The Securities and Exchange Commission (SEC) has recently approved new rules that mandate public companies to disclose a portion of their greenhouse gas emissions and their vulnerability to climate change risks. The regulations will necessitate certain companies to report their Scope 1 and 2 emissions, which are direct operational and energy usage emissions. However, it excludes Scope 3 emissions, which encompass indirect pollution generated throughout their supply chains or when customers use their products or services.
Key Takeaway
The SEC’s adoption of new climate disclosure rules, while not directly applicable to startups, presents significant opportunities for carbon accounting and management startups. The regulations emphasize the growing importance of emissions and climate risk disclosures as essential metrics for evaluating companies.

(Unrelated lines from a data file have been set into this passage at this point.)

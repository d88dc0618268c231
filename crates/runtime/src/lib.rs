pub mod debounce;
pub mod diagnostics;
pub mod frame;

pub use debounce::*;
pub use diagnostics::*;
pub use frame::*;
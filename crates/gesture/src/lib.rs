//! Rotate-and-scale gestures for an orthographic globe.
//!
//! A gesture grabs a point on the sphere at start; every following move
//! re-solves the rotation so that the grabbed point stays under the pointer
//! while the view scales, falling back to panning when the grab sits on a pole.

pub mod controller;
pub mod fallback;
pub mod session;
pub mod solver;

pub use controller::*;
pub use fallback::*;
pub use session::*;
pub use solver::*;
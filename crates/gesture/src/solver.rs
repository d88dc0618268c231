//! Per-move rotation solve.
//!
//! With the grabbed point's nearer pole conceptually centered, the parallel
//! through the anchor spans `[-reach, reach]` horizontally. The solve picks
//! the spin that puts the anchor's meridian on the pointer's vertical line,
//! then the tilt that lifts it to the pointer's height. When the pointer lies
//! outside the disc or beyond the reach, the sphere is scaled up just enough
//! (`forced_scale`) for the solution to exist.

use std::fmt;

use foundation::math::{Vec2, cosd, safe_asind, sign, wrap_deg};
use scene::ProjectionViewState;

use crate::session::GestureSession;

#[derive(Debug, Copy, Clone, PartialEq)]
pub enum SolveError {
    /// The solve produced NaN or infinity; nothing may be committed.
    NonFinite {
        pointer: [f64; 2],
        scale: f64,
        rotation: [f64; 3],
        forced_scale: f64,
    },
}

impl fmt::Display for SolveError {
    fn fmt(&self, f: &mut fmt::Formatter<'_>) -> fmt::Result {
        match self {
            SolveError::NonFinite {
                pointer,
                scale,
                rotation,
                forced_scale,
            } => write!(
                f,
                "non-finite solve for pointer {pointer:?} at scale {scale}: \
                 rotation {rotation:?}, forced scale {forced_scale}"
            ),
        }
    }
}

impl std::error::Error for SolveError {}

/// Solve the view for one move.
///
/// Returns the candidate state with `scale`, `rotation[0..2]` and
/// `forced_scale` replaced; roll and extent are carried over. `translate` is
/// rescaled so the sphere center stays on the pixel the pointer was measured
/// from. The input view is never modified.
pub fn solve(
    view: &ProjectionViewState,
    session: &GestureSession,
    pointer: Vec2,
    scale: f64,
) -> Result<ProjectionViewState, SolveError> {
    let mut next = ProjectionViewState { scale, ..*view };

    let unit = (pointer - next.center())
        .rotate(next.rotation[2])
        .scale(1.0 / next.radius());
    let (x, y) = (unit.x, unit.y);

    let reach = session.reach;
    let forced = x.hypot(y).max(x.abs() / reach).max(1.0);
    let (x, y) = (x / forced, y / forced);

    let (lon, lat) = (session.anchor.lon, session.anchor.lat);
    let spin = safe_asind(x / reach) - lon;
    let reach_y = (1.0 - x * x).max(0.0).sqrt().max(f64::EPSILON);
    let lat_ = -90.0 + safe_asind(cosd(lat) * cosd(lon + spin) / reach_y);
    let tilt = -safe_asind(y / reach_y) + lat_ * sign(lat);

    next.rotation[0] = wrap_deg(spin);
    next.rotation[1] = tilt;
    // translate is in units of the rendered radius
    let keep = view.forced_scale / forced;
    next.translate = [view.translate[0] * keep, view.translate[1] * keep];
    next.forced_scale = forced;

    if !next.is_finite() {
        return Err(SolveError::NonFinite {
            pointer: pointer.to_array(),
            scale,
            rotation: [spin, tilt, view.rotation[2]],
            forced_scale: forced,
        });
    }
    Ok(next)
}
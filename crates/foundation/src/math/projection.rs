//! Orthographic projection with a three-axis rotation.
//!
//! Conventions:
//! - Angles are degrees; longitude grows east, latitude grows north.
//! - A rotation `[λ, φ, γ]` first spins the sphere by λ about the polar axis,
//!   then tilts it by φ, then rolls it by γ about the viewing axis.
//! - Screen y grows downward, so `py = cy - r * y`.

use std::f64::consts::{PI, TAU};

use super::{Vec2, Vec3};

/// Tolerance used for the horizon and disc boundary tests.
const BOUNDARY_EPS: f64 = 1e-9;

/// Geographic position in degrees.
#[derive(Debug, Copy, Clone, PartialEq, Default)]
pub struct LonLat {
    pub lon: f64,
    pub lat: f64,
}

impl LonLat {
    pub fn new(lon: f64, lat: f64) -> Self {
        Self { lon, lat }
    }

    pub fn to_array(self) -> [f64; 2] {
        [self.lon, self.lat]
    }

    pub fn is_finite(self) -> bool {
        self.lon.is_finite() && self.lat.is_finite()
    }

    /// Unit vector with x toward (0, 0), y toward (90, 0) and z toward the
    /// north pole.
    pub fn to_cartesian(self) -> Vec3 {
        let (lon, lat) = (self.lon.to_radians(), self.lat.to_radians());
        let cos_lat = lat.cos();
        Vec3::new(cos_lat * lon.cos(), cos_lat * lon.sin(), lat.sin())
    }

    pub fn from_cartesian(v: Vec3) -> Self {
        let v = v.normalize();
        Self::new(
            v.y.atan2(v.x).to_degrees(),
            v.z.clamp(-1.0, 1.0).asin().to_degrees(),
        )
    }
}

impl From<[f64; 2]> for LonLat {
    fn from(v: [f64; 2]) -> Self {
        Self::new(v[0], v[1])
    }
}

/// Precomputed three-axis sphere rotation.
#[derive(Debug, Copy, Clone, PartialEq)]
pub struct Rotation {
    angles: [f64; 3],
    delta_lambda: f64,
    cos_phi: f64,
    sin_phi: f64,
    cos_gamma: f64,
    sin_gamma: f64,
}

impl Rotation {
    pub fn new(angles: [f64; 3]) -> Self {
        let [_, phi, gamma] = angles.map(f64::to_radians);
        Self {
            angles,
            delta_lambda: angles[0].to_radians(),
            cos_phi: phi.cos(),
            sin_phi: phi.sin(),
            cos_gamma: gamma.cos(),
            sin_gamma: gamma.sin(),
        }
    }

    pub fn angles(&self) -> [f64; 3] {
        self.angles
    }

    /// Geographic position → position in the rotated frame.
    pub fn rotate(&self, p: LonLat) -> LonLat {
        let lambda = wrap_rad(p.lon.to_radians() + self.delta_lambda);
        let phi = p.lat.to_radians();

        let cos_phi = phi.cos();
        let x = lambda.cos() * cos_phi;
        let y = lambda.sin() * cos_phi;
        let z = phi.sin();
        let k = z * self.cos_phi + x * self.sin_phi;

        LonLat::new(
            (y * self.cos_gamma - k * self.sin_gamma)
                .atan2(x * self.cos_phi - z * self.sin_phi)
                .to_degrees(),
            (k * self.cos_gamma + y * self.sin_gamma)
                .clamp(-1.0, 1.0)
                .asin()
                .to_degrees(),
        )
    }

    /// Position in the rotated frame → geographic position.
    pub fn invert(&self, p: LonLat) -> LonLat {
        let lambda = p.lon.to_radians();
        let phi = p.lat.to_radians();

        let cos_phi = phi.cos();
        let x = lambda.cos() * cos_phi;
        let y = lambda.sin() * cos_phi;
        let z = phi.sin();
        let k = z * self.cos_gamma - y * self.sin_gamma;

        let lon = (y * self.cos_gamma + z * self.sin_gamma)
            .atan2(x * self.cos_phi + k * self.sin_phi);
        let lat = (k * self.cos_phi - x * self.sin_phi).clamp(-1.0, 1.0).asin();

        LonLat::new(
            wrap_rad(lon - self.delta_lambda).to_degrees(),
            lat.to_degrees(),
        )
    }
}

fn wrap_rad(a: f64) -> f64 {
    if a.abs() > PI {
        a - (a / TAU).round() * TAU
    } else {
        a
    }
}

/// Orthographic projection of the unit sphere onto the screen.
#[derive(Debug, Copy, Clone, PartialEq)]
pub struct Orthographic {
    rotation: Rotation,
    /// Sphere radius in pixels.
    scale: f64,
    /// Pixel position of the projection center.
    center: [f64; 2],
    clip_extent: Option<[[f64; 2]; 2]>,
}

impl Orthographic {
    pub fn new(rotation: [f64; 3], scale: f64, center: [f64; 2]) -> Self {
        Self {
            rotation: Rotation::new(rotation),
            scale,
            center,
            clip_extent: None,
        }
    }

    pub fn with_clip_extent(mut self, extent: [[f64; 2]; 2]) -> Self {
        self.clip_extent = Some(extent);
        self
    }

    pub fn rotation(&self) -> [f64; 3] {
        self.rotation.angles()
    }

    pub fn scale(&self) -> f64 {
        self.scale
    }

    pub fn center(&self) -> [f64; 2] {
        self.center
    }

    pub fn clip_extent(&self) -> Option<[[f64; 2]; 2]> {
        self.clip_extent
    }

    /// Whether the point lies on the hemisphere facing the viewer.
    pub fn is_visible(&self, p: LonLat) -> bool {
        self.depth(p) >= -BOUNDARY_EPS
    }

    /// Signed distance toward the viewer in unit-sphere coordinates; negative
    /// on the far hemisphere.
    pub fn depth(&self, p: LonLat) -> f64 {
        let r = self.rotation.rotate(p);
        r.lat.to_radians().cos() * r.lon.to_radians().cos()
    }

    /// Forward projection ignoring visibility.
    pub fn project_unclipped(&self, p: LonLat) -> [f64; 2] {
        let r = self.rotation.rotate(p);
        let (lon, lat) = (r.lon.to_radians(), r.lat.to_radians());
        let x = lat.cos() * lon.sin();
        let y = lat.sin();
        [self.center[0] + self.scale * x, self.center[1] - self.scale * y]
    }

    /// Forward projection; `None` on the far hemisphere.
    pub fn project(&self, p: LonLat) -> Option<[f64; 2]> {
        self.is_visible(p).then(|| self.project_unclipped(p))
    }

    /// Inverse projection; `None` outside the sphere's disc.
    pub fn invert(&self, px: [f64; 2]) -> Option<LonLat> {
        if self.scale <= 0.0 {
            return None;
        }
        let x = (px[0] - self.center[0]) / self.scale;
        let y = (self.center[1] - px[1]) / self.scale;
        let z = Vec2::new(x, y).norm();
        if !z.is_finite() || z > 1.0 + BOUNDARY_EPS {
            return None;
        }

        let c = z.min(1.0).asin();
        let (sc, cc) = (c.sin(), c.cos());
        let lon = (x * sc).atan2(z * cc);
        let lat = if z == 0.0 {
            0.0
        } else {
            (y * sc / z).clamp(-1.0, 1.0).asin()
        };

        Some(
            self.rotation
                .invert(LonLat::new(lon.to_degrees(), lat.to_degrees())),
        )
    }

    /// Whether the pixel lies inside the clip extent (always true without one).
    pub fn in_clip_extent(&self, px: [f64; 2]) -> bool {
        match self.clip_extent {
            Some([min, max]) => {
                px[0] >= min[0] && px[0] <= max[0] && px[1] >= min[1] && px[1] <= max[1]
            }
            None => true,
        }
    }
}
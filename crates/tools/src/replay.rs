//! Replay a recorded gesture script against a fresh controller.
//!
//! A script is a JSON array of events. Gesture events use the controller's
//! own encoding (`start`, `move`, `end`); the host events `resize` and
//! `frame` stand in for the viewport observer and the animation-frame tick.

use std::fs;
use std::path::Path;

use gesture::{GestureEvent, OrthoZoom};
use runtime::{Diagnostic, Severity};
use scene::{ProjectionViewState, ViewConfig};
use serde::{Deserialize, Serialize};
use tracing::info;

use crate::error::ScriptError;

#[derive(Debug, Copy, Clone, PartialEq, Deserialize)]
#[serde(tag = "type", rename_all = "snake_case")]
pub enum HostEvent {
    Resize { extent: [f64; 2] },
    Frame,
}

#[derive(Debug, Copy, Clone, PartialEq, Deserialize)]
#[serde(untagged)]
pub enum ScriptEvent {
    Gesture(GestureEvent),
    Host(HostEvent),
}

#[derive(Debug, Clone, PartialEq, Serialize)]
pub struct StepRecord {
    pub step: usize,
    pub view: ProjectionViewState,
}

#[derive(Debug, Clone, PartialEq, Serialize)]
pub struct DiagnosticRecord {
    pub step: u64,
    pub kind: &'static str,
    pub severity: &'static str,
    pub message: String,
}

impl From<Diagnostic> for DiagnosticRecord {
    fn from(d: Diagnostic) -> Self {
        Self {
            step: d.step,
            kind: d.kind,
            severity: match d.severity {
                Severity::Warning => "warning",
                Severity::Error => "error",
            },
            message: d.message,
        }
    }
}

#[derive(Debug, Clone, PartialEq, Serialize)]
pub struct ReplayReport {
    /// View state after each script event, in order.
    pub states: Vec<StepRecord>,
    pub diagnostics: Vec<DiagnosticRecord>,
}

impl ReplayReport {
    pub fn final_view(&self) -> Option<&ProjectionViewState> {
        self.states.last().map(|s| &s.view)
    }
}

pub fn parse_script(payload: &str) -> Result<Vec<ScriptEvent>, ScriptError> {
    Ok(serde_json::from_str(payload)?)
}

pub fn load_script(path: impl AsRef<Path>) -> Result<Vec<ScriptEvent>, ScriptError> {
    parse_script(&fs::read_to_string(path.as_ref())?)
}

pub fn replay(config: &ViewConfig, events: &[ScriptEvent]) -> ReplayReport {
    let mut zoom = OrthoZoom::new(config);
    let mut states = Vec::with_capacity(events.len());

    for (i, event) in events.iter().enumerate() {
        match *event {
            ScriptEvent::Gesture(gesture) => zoom.handle(gesture),
            ScriptEvent::Host(HostEvent::Resize { extent }) => zoom.on_resize(extent),
            ScriptEvent::Host(HostEvent::Frame) => zoom.pump_frames(),
        }
        states.push(StepRecord {
            step: i,
            view: *zoom.state(),
        });
    }

    let diagnostics: Vec<DiagnosticRecord> = zoom
        .diagnostics_mut()
        .drain()
        .into_iter()
        .map(DiagnosticRecord::from)
        .collect();
    info!(
        events = events.len(),
        diagnostics = diagnostics.len(),
        "replay finished"
    );

    ReplayReport {
        states,
        diagnostics,
    }
}

#[cfg(test)]
mod tests {
    use gesture::{EventSource, GestureEvent};
    use pretty_assertions::assert_eq;
    use scene::ViewConfig;

    use super::{HostEvent, ScriptEvent, parse_script, replay};

    fn assert_close(a: f64, b: f64, eps: f64) {
        let diff = (a - b).abs();
        assert!(diff <= eps, "expected {a} ~= {b} (diff {diff})");
    }

    #[test]
    fn parses_gesture_and_host_events() {
        let events = parse_script(
            r#"[
                {"type": "resize", "extent": [500, 500]},
                {"type": "frame"},
                {"type": "start", "pointer": [250, 250], "k": 0.96},
                {"type": "end"}
            ]"#,
        )
        .unwrap();
        assert_eq!(
            events,
            vec![
                ScriptEvent::Host(HostEvent::Resize {
                    extent: [500.0, 500.0]
                }),
                ScriptEvent::Host(HostEvent::Frame),
                ScriptEvent::Gesture(GestureEvent::Start {
                    pointer: [250.0, 250.0],
                    k: 0.96,
                    source: EventSource::User,
                }),
                ScriptEvent::Gesture(GestureEvent::End),
            ]
        );
    }

    #[test]
    fn unknown_event_type_is_a_parse_error() {
        let err = parse_script(r#"[{"type": "teleport"}]"#).unwrap_err();
        assert!(err.to_string().starts_with("script parse error"));
    }

    #[test]
    fn replay_records_every_step() {
        let events = parse_script(
            r#"[
                {"type": "resize", "extent": [500, 500]},
                {"type": "frame"},
                {"type": "start", "pointer": [250, 250], "k": 0.96},
                {"type": "move", "pointer": [375, 250], "k": 0.96},
                {"type": "end"}
            ]"#,
        )
        .unwrap();
        let report = replay(&ViewConfig::default(), &events);

        assert_eq!(report.states.len(), 5);
        assert_eq!(report.states[0].view.extent, [960.0, 500.0]);
        assert_eq!(report.states[1].view.extent, [500.0, 500.0]);
        let view = report.final_view().unwrap();
        assert_close(view.rotation[0], (125.0_f64 / 240.0).asin().to_degrees(), 1e-9);
        assert!(report.diagnostics.is_empty());
    }

    #[test]
    fn replay_reports_pole_fallback() {
        let events = parse_script(
            r#"[
                {"type": "start", "pointer": [250, 10.00000004], "k": 0.96},
                {"type": "move", "pointer": [260, 30], "k": 0.96}
            ]"#,
        )
        .unwrap();
        let config = ViewConfig {
            extent: [500.0, 500.0],
            ..ViewConfig::default()
        };
        let report = replay(&config, &events);
        assert_eq!(report.diagnostics.len(), 1);
        assert_eq!(report.diagnostics[0].kind, "pole_fallback");
        assert_eq!(report.diagnostics[0].severity, "warning");
        assert_eq!(report.final_view().unwrap().rotation, [0.0, 0.0, 0.0]);
    }
}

Opportunities for Carbon Accounting Startups
While these rules do not directly apply to privately held companies such as startups, they present significant opportunities for those operating in the carbon tracking, accounting, and management space. The new regulations could potentially inspire more founders to venture into this sector, as they create a demand for services aimed at assisting companies in identifying and mitigating their carbon footprints.
Reception and Impact
The SEC’s consideration of climate-related disclosures began in 2022, and during the rule development process, the agency received over 24,000 comments. The proposal garnered mixed reactions from publicly traded companies under the SEC’s oversight. Some companies, including Amazon, Vanguard, Ralph Lauren, and Chevron, expressed support for Scope 3 disclosures, as they already voluntarily track these emissions. Conversely, others such as Walmart, Fidelity, Gap, Southwest Airlines, and BlackRock opposed the inclusion of Scope 3, citing concerns about its accuracy.
Technological Advancements and Global Alignment
In recent years, several startups have leveraged AI to automate and enhance Scope 3 estimations, and this trend is expected to persist. The SEC’s adoption of these new rules reflects an effort to catch up with other major economies like China and the EU, both of which have existing greenhouse gas reporting requirements. Although the finalized rules are notably diluted from the initial proposal, they signify a pivotal development: Emissions and climate risk disclosures are poised to become crucial data points for investors assessing companies.